# So what about this Session Fee?



## jbernthold (Aug 17, 2014)

*I am going to try my best to word this so nobody that answers is confused. I am wanting to start a photography business. I have watch hours upon hours of courses and tutorials with some being on the business side for a photography business.  When it comes to pricing, I get somewhat confused about the session fee and the actual prints the client would be buying. 

Typically is a session fee separate from the prints you would buy? I have heard in videos about discounting the session fee, offer a free session, etc. because that's where you are making your money is in the prints and not the session fee.

So are a majority of established photographers charging to have the actual photo session (session fee) and then the client pays for a package or a la carte on top of the session? Is the session fee included in a package etc. 

I am not trying to get into pricing or anything just more of a structure question I am confused by I guess.

I hope you see where I was going with this and can explain in some detail.


Thanks*


----------



## Light Guru (Aug 17, 2014)

You can do it however you want. 

Some photographers charge little to no fee but hike up the price of prints while others charge a sitting fee then deliver a set number of edited images digitally and don't bother dealing with any printing. 

There is no right or wrong structure in how you should do things, just pick a way that works for you.


----------



## Overread (Aug 17, 2014)

As Light says its up to you how to approach this. 

Consider:

1) The most important thing is that you know your minimum costs. Know how much you have to earn so that you can break even. It's a very important value to know because from there that defines how little you can take before you're losing out financially from a shoot - that's important because it means you can measure how effective your methods are - if you're always scraping close or under chances are something is wrong.
Don't forget that in an ideal world you want to not just break even but profit from shoots.

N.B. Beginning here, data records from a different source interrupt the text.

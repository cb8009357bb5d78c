// SPDX-License-Identifier: Apache-2.0
// Copyright 2025 KylinSoft Co., Ltd. <https://www.kylinos.cn/>
// See LICENSES for license details.

//! Unit tests for dbsignal

#![cfg(test)]

use core::sync::atomic::{AtomicUsize, Ordering};
use std::time::{Duration, Instant};

use dberr::DbError;
use dbshm::SharedRegion;

use crate::{
    SignalReason, SignalSlots, attach, clear_interrupt, install_handler, interrupt_pending,
    raise_interrupt, send, set_handler,
};

static CATCHUP_HITS: AtomicUsize = AtomicUsize::new(0);

fn catchup_handler() {
    CATCHUP_HITS.fetch_add(1, Ordering::SeqCst);
}

fn my_pid() -> i32 {
    unsafe { libc::getpid() }
}

// The per-process dispatch state is global, so exercise the whole protocol
// in one test rather than fighting over it from several.
#[test]
fn test_send_to_self_dispatches() {
    let slots: &'static SignalSlots = SharedRegion::<SignalSlots>::create().unwrap().leak();

    install_handler().unwrap();
    attach(slots, 3).unwrap();
    set_handler(SignalReason::Catchup, catchup_handler);

    // Unknown pid: flag cannot be stored anywhere.
    assert_eq!(
        send(999_999, SignalReason::Catchup, None),
        Err(DbError::InvalidState("no signal slot for pid"))
    );

    // Stale hint falls back to the scan and still lands.
    send(my_pid(), SignalReason::Catchup, Some(0)).unwrap();

    let deadline = Instant::now() + Duration::from_secs(5);
    while CATCHUP_HITS.load(Ordering::SeqCst) == 0 {
        assert!(Instant::now() < deadline, "signal never dispatched");
        std::thread::sleep(Duration::from_millis(1));
    }

    // Duplicate attach of a claimed slot is refused.
    assert_eq!(
        attach(slots, 3),
        Err(DbError::InvalidState("signal slot already claimed"))
    );
}

#[test]
fn test_interrupt_bit() {
    clear_interrupt();
    assert!(!interrupt_pending());
    raise_interrupt();
    assert!(interrupt_pending());
    clear_interrupt();
    assert!(!interrupt_pending());
}
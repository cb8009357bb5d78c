// SPDX-License-Identifier: Apache-2.0
// Copyright 2025 KylinSoft Co., Ltd. <https://www.kylinos.cn/>
// See LICENSES for license details.

//! Unit tests for dbconfig

#![cfg(test)]

use core::str::FromStr;

use dberr::DbError;

use crate::{BackendPreference, CoreConfig};

#[test]
fn test_backend_preference_parse() {
    assert_eq!(
        BackendPreference::from_str("auto").unwrap(),
        BackendPreference::Auto
    );
    assert_eq!(
        BackendPreference::from_str("epoll").unwrap(),
        BackendPreference::Epoll
    );
    assert_eq!(
        BackendPreference::from_str("poll").unwrap(),
        BackendPreference::Poll
    );
    assert!(BackendPreference::from_str("select").is_err());
}

#[test]
fn test_backend_preference_display() {
    assert_eq!(BackendPreference::Kqueue.to_string(), "kqueue");
}

#[test]
fn test_default_config_is_valid() {
    assert!(CoreConfig::default().validate().is_ok());
}

#[test]
fn test_validate_rejects_zero_slots() {
    let cfg = CoreConfig {
        max_worker_processes: 0,
        ..Default::default()
    };
    assert_eq!(
        cfg.validate(),
        Err(DbError::InvalidState("max_worker_processes must be > 0"))
    );
}

#[test]
fn test_validate_rejects_parallel_overflow() {
    let cfg = CoreConfig {
        max_worker_processes: 4,
        max_parallel_workers: 5,
        ..Default::default()
    };
    assert!(cfg.validate().is_err());
}
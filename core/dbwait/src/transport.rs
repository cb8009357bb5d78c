// SPDX-License-Identifier: Apache-2.0
// Copyright 2025 KylinSoft Co., Ltd. <https://www.kylinos.cn/>
// See LICENSES for license details.

//! The per-process wakeup transport.
//!
//! Contract: a process entering a blocking wait arms the transport, the
//! waker side calls [`wake_local`] or [`wake_remote`], and the in-flight
//! wait returns promptly. State lives in raw statics rather than behind a
//! lock because [`wake_local`] runs in signal-handler context.

use core::sync::atomic::{AtomicBool, AtomicI32, AtomicU8, Ordering};
use std::os::unix::io::RawFd;

use dberr::{DbError, DbResult};
use log::debug;

use crate::Pid;

/// How latch wakes travel between processes.
///
/// `SelfPipe` works with every readiness backend and is the default; a
/// `SIGUSR1` handler in the target writes a byte to the target's own pipe.
/// `SignalFd` (Linux) keeps `SIGURG` blocked and delivers it through a
/// nonblocking signalfd watched by the epoll set instead; the caller must
/// guarantee `SIGURG` is blocked in every thread of the process.
/// `KqueueSignal` (BSDs, macOS) registers an `EVFILT_SIGNAL` node for
/// `SIGURG` and leaves the disposition ignored.
#[derive(Debug, Clone, Copy, PartialEq, Eq, Default)]
pub enum WakeMode {
    #[default]
    SelfPipe,
    #[cfg(target_os = "linux")]
    SignalFd,
    #[cfg(any(
        target_os = "macos",
        target_os = "freebsd",
        target_os = "netbsd",
        target_os = "openbsd"
    ))]
    KqueueSignal,
}

const KIND_UNINIT: u8 = 0;
const KIND_SELF_PIPE: u8 = 1;
const KIND_SIGNAL_FD: u8 = 2;
const KIND_KQUEUE_SIGNAL: u8 = 3;

static KIND: AtomicU8 = AtomicU8::new(KIND_UNINIT);
static OWNER_PID: AtomicI32 = AtomicI32::new(0);
static PIPE_READ_FD: AtomicI32 = AtomicI32::new(-1);
static PIPE_WRITE_FD: AtomicI32 = AtomicI32::new(-1);
static SIGNAL_FD: AtomicI32 = AtomicI32::new(-1);

// Are we currently inside WaitEventSet::wait? The signal handler wants to
// know so it only fills the pipe when someone is listening.
static WAITING: AtomicBool = AtomicBool::new(false);

fn my_pid() -> Pid {
    unsafe { libc::getpid() }
}

fn set_nonblock_cloexec(fd: RawFd) -> DbResult {
    unsafe {
        if libc::fcntl(fd, libc::F_SETFL, libc::O_NONBLOCK) == -1 {
            return Err(DbError::last_os());
        }
        if libc::fcntl(fd, libc::F_SETFD, libc::FD_CLOEXEC) == -1 {
            return Err(DbError::last_os());
        }
    }
    Ok(())
}

/// Initialises the wakeup transport for this process.
///
/// Must run before the first wait and before owning any latch. Calling it
/// twice in the same process is a startup bug and is reported as such;
/// after `fork` the child calls [`post_fork_reset`] instead.
pub fn init_latch_support(mode: WakeMode) -> DbResult {
    if OWNER_PID.load(Ordering::Acquire) == my_pid() {
        return Err(DbError::InvalidState("latch support already initialized"));
    }
    init_for_this_process(mode)
}

fn init_for_this_process(mode: WakeMode) -> DbResult {
    match mode {
        WakeMode::SelfPipe => {
            let mut fds = [0 as RawFd; 2];
            if unsafe { libc::pipe(fds.as_mut_ptr()) } != 0 {
                return Err(DbError::last_os());
            }
            // Nonblocking on both ends: the write side must not stall a
            // waker when the buffer is full, and the read side is drained
            // until EAGAIN.
            set_nonblock_cloexec(fds[0])?;
            set_nonblock_cloexec(fds[1])?;
            PIPE_READ_FD.store(fds[0], Ordering::Release);
            PIPE_WRITE_FD.store(fds[1], Ordering::Release);
            KIND.store(KIND_SELF_PIPE, Ordering::Release);
            dbsignal::set_wake_hook(signal_wake_hook);
        }
        #[cfg(target_os = "linux")]
        WakeMode::SignalFd => {
            unsafe {
                let mut mask: libc::sigset_t = core::mem::zeroed();
                libc::sigemptyset(&mut mask);
                libc::sigaddset(&mut mask, libc::SIGURG);
                if libc::pthread_sigmask(libc::SIG_BLOCK, &mask, core::ptr::null_mut()) != 0 {
                    return Err(DbError::last_os());
                }
                let fd = libc::signalfd(-1, &mask, libc::SFD_NONBLOCK | libc::SFD_CLOEXEC);
                if fd < 0 {
                    return Err(DbError::last_os());
                }
                SIGNAL_FD.store(fd, Ordering::Release);
            }
            KIND.store(KIND_SIGNAL_FD, Ordering::Release);
        }
        #[cfg(any(
            target_os = "macos",
            target_os = "freebsd",
            target_os = "netbsd",
            target_os = "openbsd"
        ))]
        WakeMode::KqueueSignal => {
            // The kqueue filter sees the signal regardless of disposition;
            // ignore it so an unwatched delivery cannot kill the process.
            unsafe {
                libc::signal(libc::SIGURG, libc::SIG_IGN);
            }
            KIND.store(KIND_KQUEUE_SIGNAL, Ordering::Release);
        }
    }

    OWNER_PID.store(my_pid(), Ordering::Release);
    debug!("wakeup transport ready: {mode:?}");
    Ok(())
}

/// Re-creates the transport in a freshly forked child.
///
/// The inherited pipe fds belong to the parent's transport; the child
/// closes its copies and builds its own pair before its first wait.
pub fn post_fork_reset() -> DbResult {
    let owner = OWNER_PID.load(Ordering::Acquire);
    if owner == my_pid() {
        return Err(DbError::InvalidState(
            "post_fork_reset called without an intervening fork",
        ));
    }

    let r = PIPE_READ_FD.swap(-1, Ordering::AcqRel);
    let w = PIPE_WRITE_FD.swap(-1, Ordering::AcqRel);
    let s = SIGNAL_FD.swap(-1, Ordering::AcqRel);
    unsafe {
        if r >= 0 {
            libc::close(r);
        }
        if w >= 0 {
            libc::close(w);
        }
        if s >= 0 {
            libc::close(s);
        }
    }

    let mode = match KIND.load(Ordering::Acquire) {
        #[cfg(target_os = "linux")]
        KIND_SIGNAL_FD => WakeMode::SignalFd,
        #[cfg(any(
            target_os = "macos",
            target_os = "freebsd",
            target_os = "netbsd",
            target_os = "openbsd"
        ))]
        KIND_KQUEUE_SIGNAL => WakeMode::KqueueSignal,
        _ => WakeMode::SelfPipe,
    };
    init_for_this_process(mode)
}

/// Ensures the transport belongs to the calling process, initialising it
/// lazily on first use and refusing to run on fds inherited from a parent.
pub(crate) fn ensure_current() -> DbResult {
    let owner = OWNER_PID.load(Ordering::Acquire);
    if owner == my_pid() {
        return Ok(());
    }
    if owner == 0 {
        init_for_this_process(WakeMode::SelfPipe)
    } else {
        // Forked child still pointing at the parent's pipe.
        post_fork_reset()
    }
}

fn kind() -> u8 {
    KIND.load(Ordering::Acquire)
}

/// The fd a readiness backend watches for latch wakes, or -1 when the
/// transport has no fd (kqueue signal filter).
pub(crate) fn latch_fd() -> RawFd {
    match kind() {
        KIND_SELF_PIPE => PIPE_READ_FD.load(Ordering::Acquire),
        KIND_SIGNAL_FD => SIGNAL_FD.load(Ordering::Acquire),
        _ => -1,
    }
}

pub(crate) fn set_waiting(waiting: bool) {
    WAITING.store(waiting, Ordering::Release);
}

/// Wakes an in-flight wait in this process. Async-signal-safe.
pub(crate) fn wake_local() {
    match kind() {
        KIND_SELF_PIPE => {
            if WAITING.load(Ordering::Acquire) {
                send_self_pipe_byte();
            }
        }
        KIND_SIGNAL_FD | KIND_KQUEUE_SIGNAL => unsafe {
            libc::kill(libc::getpid(), libc::SIGURG);
        },
        _ => {}
    }
}

/// Wakes an in-flight wait in another process. A dead pid is ignored.
pub(crate) fn wake_remote(pid: Pid) {
    match kind() {
        KIND_SELF_PIPE => dbsignal::kick(pid),
        KIND_SIGNAL_FD | KIND_KQUEUE_SIGNAL => unsafe {
            libc::kill(pid, libc::SIGURG);
        },
        _ => {}
    }
}

// Runs at the tail of the SIGUSR1 handler: write the wake byte on behalf
// of whichever process signalled us.
fn signal_wake_hook() {
    if WAITING.load(Ordering::Acquire) {
        send_self_pipe_byte();
    }
}

/// Writes one byte to the self-pipe.
///
/// Runs in signal handlers: errno is saved and restored, `EINTR` retried,
/// `EAGAIN` ignored (a full pipe already suffices to wake), anything else
/// silently dropped because there is no safe way to report it here.
fn send_self_pipe_byte() {
    let fd = PIPE_WRITE_FD.load(Ordering::Acquire);
    if fd < 0 {
        return;
    }
    let saved_errno = dberr::errno();
    let dummy: u8 = 0;
    loop {
        let rc = unsafe { libc::write(fd, &dummy as *const u8 as *const libc::c_void, 1) };
        if rc >= 0 {
            break;
        }
        match dberr::errno() {
            libc::EINTR => continue,
            _ => break,
        }
    }
    dberr::set_errno(saved_errno);
}

/// Empties the latch fd after it reported readable, so a queued byte does
/// not cause a second spurious wake.
pub(crate) fn drain() {
    match kind() {
        KIND_SELF_PIPE => {
            let fd = PIPE_READ_FD.load(Ordering::Acquire);
            // Normally one byte, maybe a few if several processes ran
            // SetLatch at the same instant.
            let mut buf = [0u8; 16];
            loop {
                let rc =
                    unsafe { libc::read(fd, buf.as_mut_ptr() as *mut libc::c_void, buf.len()) };
                if rc < 0 {
                    match dberr::errno() {
                        libc::EAGAIN => break,
                        libc::EINTR => continue,
                        _ => dberr::fatal("read() on self-pipe failed"),
                    }
                } else if rc == 0 {
                    dberr::fatal("unexpected EOF on self-pipe");
                } else if (rc as usize) < buf.len() {
                    break;
                }
            }
        }
        #[cfg(target_os = "linux")]
        KIND_SIGNAL_FD => {
            let fd = SIGNAL_FD.load(Ordering::Acquire);
            let mut info: libc::signalfd_siginfo = unsafe { core::mem::zeroed() };
            let sz = core::mem::size_of::<libc::signalfd_siginfo>();
            loop {
                let rc =
                    unsafe { libc::read(fd, &mut info as *mut _ as *mut libc::c_void, sz) };
                if rc < 0 {
                    match dberr::errno() {
                        libc::EAGAIN => break,
                        libc::EINTR => continue,
                        _ => dberr::fatal("read() on signalfd failed"),
                    }
                }
            }
        }
        _ => {}
    }
}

2) If you price a high sitting fee you might scare away some clients, but on the flipside you get the bulk of your money up front and in your hands. You might already have some print sales inside the sitting fee; if so then it needs to make all your break even costs and a little more. 

2) If you price your sitting fee lower you might find it easier to attract clients; but on the flipside this relies more strongly upon you being good at selling your product. Because you've then got to turn around and convince your clients to buy prints off you; and not just one print. 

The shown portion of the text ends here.